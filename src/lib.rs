//! Arena-style containers that recycle storage instead of returning it to
//! the allocator.
//!
//! - [`IndexedNodeList`] is a doubly linked list whose nodes live in one
//!   `Vec` and link to each other by slot index. Removed slots go onto a
//!   free list threaded through the table and are reused by later inserts.
//! - [`BoundedObjectPool`] is a LIFO cache of up to `max_size` reusable
//!   instances, built and reset through a [`Recycle`] implementation.

mod error;
mod list;
mod node;
mod object_pool;
mod recycle;


pub use error::{Error, Result};
pub use list::{IndexedNodeList, Iter, Slots, HEAD};
pub use node::Node;
pub use object_pool::{BoundedObjectPool, DEFAULT_MAX_SIZE};
pub use recycle::FnRecycle;

/// Builds fresh instances for a [`BoundedObjectPool`] and returns used ones
/// to their initial state.
pub trait Recycle {
    type Item;
    type Error;

    /// Called by `allocate` when the pool has nothing to hand out.
    fn create(&mut self) -> std::result::Result<Self::Item, Self::Error>;

    /// Called by `release` on every returned instance, whether or not the
    /// pool keeps it.
    fn reset(&mut self, item: &mut Self::Item) -> std::result::Result<(), Self::Error>;
}
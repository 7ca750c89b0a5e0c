use std::convert::Infallible;
use std::fmt;
use std::slice;
use log::debug;
use crate::error::{Error, Result};
use crate::Recycle;
use crate::recycle::FnRecycle;

pub const DEFAULT_MAX_SIZE: usize = 8;

/// A bounded stack of reusable instances.
///
/// `allocate` hands out the most recently released instance, falling back to
/// [`Recycle::create`] when the pool is empty. `release` resets the instance
/// and keeps it only while fewer than `max_size` instances are pooled.
pub struct BoundedObjectPool<R: Recycle> {
    recycler: R,
    pool: Vec<R::Item>, // top of the stack is the end of the vec
    max_size: usize,
}

impl <R: Recycle> BoundedObjectPool<R> {
    pub fn new(recycler: R, max_size: usize) -> Result<Self> {
        if max_size < 1 {
            return Err(Error::InvalidMaxSize { max_size })
        }

        return Ok(Self {
            recycler,
            pool: Vec::new(),
            max_size,
        })
    }

    pub fn with_default_size(recycler: R) -> Self {
        return Self {
            recycler,
            pool: Vec::new(),
            max_size: DEFAULT_MAX_SIZE,
        }
    }

    /// Number of instances available for reuse.
    pub fn len(&self) -> usize {
        return self.pool.len()
    }

    pub fn is_empty(&self) -> bool {
        return self.pool.is_empty()
    }

    pub fn max_size(&self) -> usize {
        return self.max_size
    }

    pub fn recycler(&self) -> &R {
        return &self.recycler
    }

    pub fn recycler_mut(&mut self) -> &mut R {
        return &mut self.recycler
    }

    pub fn allocate(&mut self) -> std::result::Result<R::Item, R::Error> {
        match self.pool.pop() {
            Some(item) => return Ok(item),
            None => return self.recycler.create(),
        }
    }

    pub fn release(&mut self, mut item: R::Item) -> std::result::Result<(), R::Error> {
        self.recycler.reset(&mut item)?;

        if self.pool.len() < self.max_size {
            self.pool.push(item);
        }
        else {
            debug!("object pool is full at {} instances, discarding released instance", self.max_size);
        }
        return Ok(())
    }

    /// Pooled instances from the bottom of the stack to the top.
    pub fn iter(&self) -> slice::Iter<'_, R::Item> {
        return self.pool.iter()
    }

    /// Drops every pooled instance.
    pub fn clear(&mut self) {
        self.pool.clear();
    }
}

impl <R: Recycle<Error = Infallible>> BoundedObjectPool<R> {
    pub fn take(&mut self) -> R::Item {
        match self.allocate() {
            Ok(item) => return item,
            Err(never) => match never {},
        }
    }

    pub fn put(&mut self, item: R::Item) {
        match self.release(item) {
            Ok(()) => {},
            Err(never) => match never {},
        }
    }
}

impl <T, C, R> BoundedObjectPool<FnRecycle<T, C, R>>
where
    C: FnMut() -> T,
    R: FnMut(&mut T),
{
    pub fn from_fns(create: C, reset: R, max_size: usize) -> Result<Self> {
        return Self::new(FnRecycle::new(create, reset), max_size)
    }
}

impl <R: Recycle> fmt::Debug for BoundedObjectPool<R>
where
    R: fmt::Debug,
    R::Item: fmt::Debug,
{
    fn fmt(&self, f: &mut fmt::Formatter<'_>) -> fmt::Result {
        return f.debug_struct("BoundedObjectPool")
            .field("recycler", &self.recycler)
            .field("pool", &self.pool)
            .field("max_size", &self.max_size)
            .finish()
    }
}

impl <R: Recycle> fmt::Display for BoundedObjectPool<R>
where
    R::Item: fmt::Display,
{
    fn fmt(&self, f: &mut fmt::Formatter<'_>) -> fmt::Result {
        for (i, item) in self.pool.iter().enumerate() {
            if i > 0 {
                f.write_str(", ")?;
            }
            write!(f, "{item}")?;
        }
        return Ok(())
    }
}
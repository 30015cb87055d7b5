//! Core Envoy configuration types: addresses and localities.

use serde::Deserialize;

use crate::serde_util;

/// A network address, either a socket address or a unix pipe.
#[derive(Clone, PartialEq, Deserialize, prost::Message)]
#[serde(rename_all = "camelCase", default)]
pub struct Address {
    /// Socket address case of the address oneof.
    #[prost(message, optional, tag = "1")]
    pub socket_address: Option<SocketAddress>,
    /// Pipe case of the address oneof.
    #[prost(message, optional, tag = "2")]
    pub pipe: Option<Pipe>,
}

impl Address {
    /// Build a TCP socket address.
    pub fn socket(address: impl Into<String>, port: u32) -> Self {
        Self {
            socket_address: Some(SocketAddress {
                protocol: SocketProtocol::Tcp as i32,
                address: address.into(),
                port_value: Some(port),
                ..Default::default()
            }),
            pipe: None,
        }
    }
}

/// An IP socket address.
#[derive(Clone, PartialEq, Deserialize, prost::Message)]
#[serde(rename_all = "camelCase", default)]
pub struct SocketAddress {
    /// Transport protocol.
    #[prost(enumeration = "SocketProtocol", tag = "1")]
    #[serde(deserialize_with = "serde_util::socket_protocol")]
    pub protocol: i32,
    /// IP or hostname.
    #[prost(string, tag = "2")]
    pub address: String,
    /// Numeric port case of the port specifier oneof.
    #[prost(uint32, optional, tag = "3")]
    pub port_value: Option<u32>,
    /// Named port case of the port specifier oneof.
    #[prost(string, optional, tag = "4")]
    pub named_port: Option<String>,
    /// Custom resolver name.
    #[prost(string, tag = "5")]
    pub resolver_name: String,
    /// Whether to accept IPv4-mapped IPv6 addresses.
    #[prost(bool, tag = "6")]
    pub ipv4_compat: bool,
}

/// Transport protocol for a socket address.
#[derive(Clone, Copy, Debug, PartialEq, Eq, prost::Enumeration)]
#[repr(i32)]
pub enum SocketProtocol {
    /// TCP.
    Tcp = 0,
    /// UDP.
    Udp = 1,
}

/// A unix domain socket path.
#[derive(Clone, PartialEq, Deserialize, prost::Message)]
#[serde(rename_all = "camelCase", default)]
pub struct Pipe {
    /// Filesystem path.
    #[prost(string, tag = "1")]
    pub path: String,
    /// File mode bits.
    #[prost(uint32, tag = "2")]
    pub mode: u32,
}

/// Locality of an upstream host.
#[derive(Clone, PartialEq, Deserialize, prost::Message)]
#[serde(rename_all = "camelCase", default)]
pub struct Locality {
    /// Region.
    #[prost(string, tag = "1")]
    pub region: String,
    /// Zone within the region.
    #[prost(string, tag = "2")]
    pub zone: String,
    /// Sub-zone within the zone.
    #[prost(string, tag = "3")]
    pub sub_zone: String,
}

/// Health status of an endpoint.
#[derive(Clone, Copy, Debug, PartialEq, Eq, prost::Enumeration)]
#[repr(i32)]
pub enum HealthStatus {
    /// Unknown; treated as healthy.
    Unknown = 0,
    /// Healthy.
    Healthy = 1,
    /// Unhealthy.
    Unhealthy = 2,
    /// Draining.
    Draining = 3,
    /// Health checks timed out.
    Timeout = 4,
    /// Degraded.
    Degraded = 5,
}

#[cfg(test)]
mod tests {
    use super::*;

    #[test]
    fn decodes_protojson_socket_address() {
        let json = r#"{
            "socketAddress": {
                "protocol": "TCP",
                "address": "10.0.0.12",
                "portValue": 8443
            }
        }"#;
        let address: Address = serde_json::from_str(json).expect("valid address");
        let socket = address.socket_address.expect("socket address present");
        assert_eq!(socket.protocol, SocketProtocol::Tcp as i32);
        assert_eq!(socket.address, "10.0.0.12");
        assert_eq!(socket.port_value, Some(8443));
    }

    #[test]
    fn socket_constructor_matches_decoded_form() {
        let built = Address::socket("10.0.0.12", 8443);
        let decoded: Address = serde_json::from_str(
            r#"{"socketAddress": {"protocol": "TCP", "address": "10.0.0.12", "portValue": 8443}}"#,
        )
        .expect("valid address");
        assert_eq!(built, decoded);
    }

    #[test]
    fn unknown_keys_are_ignored() {
        let json = r#"{"socketAddress": {"address": "h", "portValue": 1, "futureField": true}}"#;
        let address: Address = serde_json::from_str(json).expect("valid address");
        assert!(address.socket_address.is_some());
    }
}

******

> **YOUR OBJECTIVE**
Reproduce, please, the lines of the material from its first line down to the line containing "a LIFO cache", keeping both ends and nothing beyond them.

> **EXPECTED ANSWER**
filename src/lib.rs
//! Arena-style containers that recycle storage instead of returning it to
//! the allocator.
//!
//! - [`IndexedNodeList`] is a doubly linked list whose nodes live in one
//!   `Vec` and link to each other by slot index. Removed slots go onto a
//!   free list threaded through the table and are reused by later inserts.
//! - [`BoundedObjectPool`] is a LIFO cache of up to `max_size` reusable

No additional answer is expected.